I stumbled onto it because music, often when I'm looking to turn my mood around or when I’m procrastinating, or both, is my kind of gateway to work. And I love David Bowie and Queen and was aware of this version where the vocals are pulled out. And that story has such a fantastic origin and history as a unique collaboration. But I don't know why I pulled it into the edit. We had spent a long time just putting together the first assembly of the film. But the rave we had put off, we being Blair McClendon, the editor and I, until the very last moment. Because it was impossible to work with. It was like large squares of blackness because we had a real strobe and we’d get one frame of image and then nothing, and then another frame. We had a temp score. And then one night, I brought in “Under Pressure,” perhaps as a joke at first, to see how it would play. We'd often bring in songs you didn't expect and set them to the picture. It was kind of a lighthearted way of keeping going. I hit play and it lined up at exactly the perfect point. It's possible if I bought that in and it had been like 200 frames further down the timeline, it just wouldn't have worked. There was something about the point I dropped it in.
It seemed completely insane that it would stay. But as soon as it was there, it couldn't go. So then that became a fact of sorts. We didn't know if we would have the ability to actually clear the rights. But we then, in the edit, had to kind of build toward that. And what's so satisfying, in a lot of ways, about that sequence, outside of the music, it really is what I set out to do. Which isn't true everywhere across the film. It never is. But it was written in that way. I'm really happy that I was able to successfully extricate that from my head onto the screen.

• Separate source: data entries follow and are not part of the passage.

// ---- block-list sweep -----------------------------------------------------

/// Dictionary keys that are never admitted, with the threat class recorded
/// when they are found. The sweep covers every object in the graph, nested
/// dictionaries included, so constructs hiding outside the page tree are
/// still counted.
const BLOCKED_KEYS: &[(&[u8], &str, ThreatSeverity)] = &[
    (b"OpenAction", "OpenAction", ThreatSeverity::Critical),
    (b"AA", "AdditionalAction", ThreatSeverity::Critical),
    (b"JavaScript", "JavaScript", ThreatSeverity::Critical),
    (b"JS", "JavaScript", ThreatSeverity::Critical),
    (b"Launch", "LaunchAction", ThreatSeverity::Critical),
    (b"EmbeddedFiles", "EmbeddedFile", ThreatSeverity::High),
    (b"EF", "EmbeddedFile", ThreatSeverity::High),
    (b"RichMedia", "RichMedia", ThreatSeverity::High),
    (b"RichMediaSettings", "RichMedia", ThreatSeverity::High),
    (b"RichMediaContent", "RichMedia", ThreatSeverity::High),
    (b"AcroForm", "AcroForm", ThreatSeverity::High),
    (b"XFA", "XFA", ThreatSeverity::High),
    (b"Annots", "Annotation", ThreatSeverity::Medium),
    (b"OCProperties", "OCProperties", ThreatSeverity::Low),
    (b"Metadata", "Metadata", ThreatSeverity::Low),
];

/// Action types reached through `/S`; the key itself is legal on benign
/// dictionaries, the named actions are not.
const BLOCKED_ACTIONS: &[(&[u8], &str)] = &[
    (b"JavaScript", "JavaScript"),
    (b"Launch", "LaunchAction"),
    (b"SubmitForm", "SubmitFormAction"),
    (b"GoToR", "RemoteGoToAction"),
    (b"ImportData", "ImportDataAction"),
];

fn sweep_blocked_constructs(
    graph: &ObjectGraph,
    policy: Policy,
    threats: &mut Vec<ThreatRecord>,
) -> Result<(), Rejection> {
    for entry in &graph.objects {
        let locator = entry.locator();
        sweep_object(&entry.body, &locator, policy, threats)?;
    }
    for trailer in &graph.trailers {
        if trailer.has(b"Info") {
            record_threat(policy, threats, "DocumentInfo", ThreatSeverity::Low, "trailer")?;
        }
    }
    Ok(())
}

fn sweep_object(
    obj: &PdfObj,
    locator: &str,
    policy: Policy,
    threats: &mut Vec<ThreatRecord>,
) -> Result<(), Rejection> {
    match &obj.atom {
        PdfAtom::Dict(dict) => sweep_dict(dict, locator, policy, threats),
        PdfAtom::Stream(stream) => sweep_dict(&stream.dict, locator, policy, threats),
        PdfAtom::Array(items) => {
            for item in items {
                sweep_object(item, locator, policy, threats)?;
            }
            Ok(())
        }
        _ => Ok(()),
    }
}

fn sweep_dict(
    dict: &PdfDict,
    locator: &str,
    policy: Policy,
    threats: &mut Vec<ThreatRecord>,
) -> Result<(), Rejection> {
    // One record per threat class per dictionary; a /JS entry next to
    // /S /JavaScript is one construct, not two.
    let mut seen: BTreeSet<&str> = BTreeSet::new();
    for (blocked, kind, severity) in BLOCKED_KEYS {
        if dict.has(blocked) && seen.insert(kind) {
            record_threat(policy, threats, kind, *severity, locator)?;
        }
    }
    if let Some(s) = dict.name(b"S") {
        for (action, kind) in BLOCKED_ACTIONS {
            if s == *action && seen.insert(kind) {
                record_threat(policy, threats, kind, ThreatSeverity::Critical, locator)?;
            }
        }
    }
    if dict.has_name(b"Type", b"Annot") && seen.insert("Annotation") {
        record_threat(policy, threats, "Annotation", ThreatSeverity::Medium, locator)?;
    }
    if dict.has_name(b"Type", b"Filespec") && seen.insert("EmbeddedFile") {
        record_threat(policy, threats, "EmbeddedFile", ThreatSeverity::High, locator)?;
    }
    for (_, value) in &dict.entries {
        sweep_object(value, locator, policy, threats)?;
    }
    Ok(())
}

fn record_threat(
    policy: Policy,
    threats: &mut Vec<ThreatRecord>,
    kind: &str,
    severity: ThreatSeverity,
    locator: &str,
) -> Result<(), Rejection> {
    let action = match policy {
        Policy::Aggressive => ThreatAction::Rejected,
        Policy::Lenient => ThreatAction::Removed,
    };
    SecurityEvent {
        level: Level::WARN,
        domain: SecurityDomain::Parser,
        severity,
        kind: "blocked_construct",
        locator: Some(locator),
        message: kind,
    }
    .emit();
    threats.push(ThreatRecord {
        kind: kind.to_string(),
        severity,
        locator: locator.to_string(),
        action,
    });
    match policy {
        Policy::Aggressive => Err(Rejection {
            failure: ParseFailure::DisallowedConstruct {
                kind: kind.to_string(),
                locator: locator.to_string(),
            },
            threats: std::mem::take(threats),
        }),
        Policy::Lenient => Ok(()),
    }
}

// ---- page tree ------------------------------------------------------------

struct PageNode {
    dict: PdfDict,
    locator: String,
    inherited_media_box: Option<PdfObj>,
    inherited_crop_box: Option<PdfObj>,
    inherited_resources: Option<PdfObj>,
}

fn walk_page_tree(
    graph: &ObjectGraph,
    pages_obj: &PdfObj,
    limits: &ParseLimits,
) -> Result<Vec<PageNode>, Rejection> {
    let mut out = Vec::new();
    let mut visited = HashSet::new();
    descend(graph, pages_obj, None, None, None, 0, limits, &mut visited, &mut out)?;
    Ok(out)
}

#[allow(clippy::too_many_arguments)]
fn descend(
    graph: &ObjectGraph,
    obj: &PdfObj,
    media_box: Option<&PdfObj>,
    crop_box: Option<&PdfObj>,
    resources: Option<&PdfObj>,
    depth: usize,
    limits: &ParseLimits,
    visited: &mut HashSet<(u32, u16)>,
    out: &mut Vec<PageNode>,
) -> Result<(), Rejection> {
    if depth > MAX_PAGE_TREE_DEPTH {
        return Err(ParseFailure::LimitExceeded { which: "page tree depth".into() }.into());
    }
    let locator = match obj.as_reference() {
        Some((o, g)) => {
            if !visited.insert((o, g)) {
                // A cycle in the page tree is never benign.
                return Err(ParseFailure::Malformed { detail: "page tree cycle".into() }.into());
            }
            format!("{o} {g} obj")
        }
        None => "page tree".to_string(),
    };
    let dict = graph
        .resolve_dict(obj)
        .ok_or(ParseFailure::Truncated { detail: format!("unresolvable page node at {locator}") })?;

    let media_box = dict.get(b"MediaBox").or(media_box);
    let crop_box = dict.get(b"CropBox").or(crop_box);
    let resources = dict.get(b"Resources").or(resources);

    if dict.has_name(b"Type", b"Pages") {
        let kids = dict
            .get(b"Kids")
            .and_then(|k| graph.resolve(k))
            .and_then(|k| k.as_array())
            .ok_or(ParseFailure::Truncated { detail: format!("/Kids missing at {locator}") })?;
        for kid in kids {
            descend(graph, kid, media_box, crop_box, resources, depth + 1, limits, visited, out)?;
        }
        return Ok(());
    }
    if dict.has_name(b"Type", b"Page") {
        if out.len() >= limits.max_pages {
            return Err(ParseFailure::LimitExceeded { which: "pages".into() }.into());
        }
        out.push(PageNode {
            dict: dict.clone(),
            locator,
            inherited_media_box: media_box.cloned(),
            inherited_crop_box: crop_box.cloned(),
            inherited_resources: resources.cloned(),
        });
        return Ok(());
    }
    Err(ParseFailure::Malformed { detail: format!("page tree node of unknown type at {locator}") }
        .into())
}

// ---- page admission -------------------------------------------------------

struct PageReject {
    failure: ParseFailure,
    threats: Vec<ThreatRecord>,
}

struct PageAdmitter<'a> {
    bytes: &'a [u8],
    graph: &'a ObjectGraph,
    limits: &'a ParseLimits,
    locator: String,
    threats: Vec<ThreatRecord>,
    /// Resource names stripped under LENIENT; an op referencing one turns
    /// the drop into a page rejection.
    dropped_fonts: BTreeSet<String>,
    dropped_images: BTreeSet<String>,
}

The precision of that scene, especially with the strobe light, is incredible.
So Celia [Rowlson-Hall], who plays the grown-up Sophie, also is a dancer and a choreographer. Not by accident [laughs], but when we were casting that role, it was Greg Oke, our cinematographer, who suggested we consider dancers. It was Adele’s suggestion to cast Celia, who very graciously came out to Turkey. We didn't have long. We had an hour before we started choosing to choreograph that. But she is so supremely gifted at what she does.
I remember the first time they blocked it through; it was so moving seeing her wrestle control of him. It was really special. And then it was like: Okay, how do we capture that? Because that’s what’s so amazing about dance. It’s a moment and then it’s gone. We had to recreate it, and then we had to cut it. It was challenging. Huge credit for that goes to Celia. Even though I really knew what I wanted the feeling of it to be, my language around how to communicate that choreography was so limited. It's just so many people’s work that combines to that final scene. Every tool that you have available to you in cinema feels like somehow it's employed there. Especially the score too. Because we had to replace that temp score, which accidentally worked. It's so much better than that temp ever. Oliver Coates, the composer, found a way to meet Freddy Mercury with his cello and let a lot of the cello soar, and ultimately, take over. It works. As outrageous of a choice it was.
What’s the next project?
I’m retired. One and done for me. [laughs] I don't know. I'm trying to enjoy this moment of sharing it with audiences and to enjoy the moment with the team who worked so hard on it. I look forward to the morning that I sit down at this desk with a cup of coffee and I have a blank page in front of me. I'm really excited to discover what's next. But I think it will be a discovery for myself. I'm not in a rush. I definitely need a little bit of time to not become a walking embodiment of “Aftersun” [laughs]. So, like watching things and reading things in a way that I really haven't had that much capacity for, for the past couple of years while this film has been such a huge presence in my life. So I'm not sure. But I look forward to finding out.
"Aftersun" will be available in theaters starting October 21st.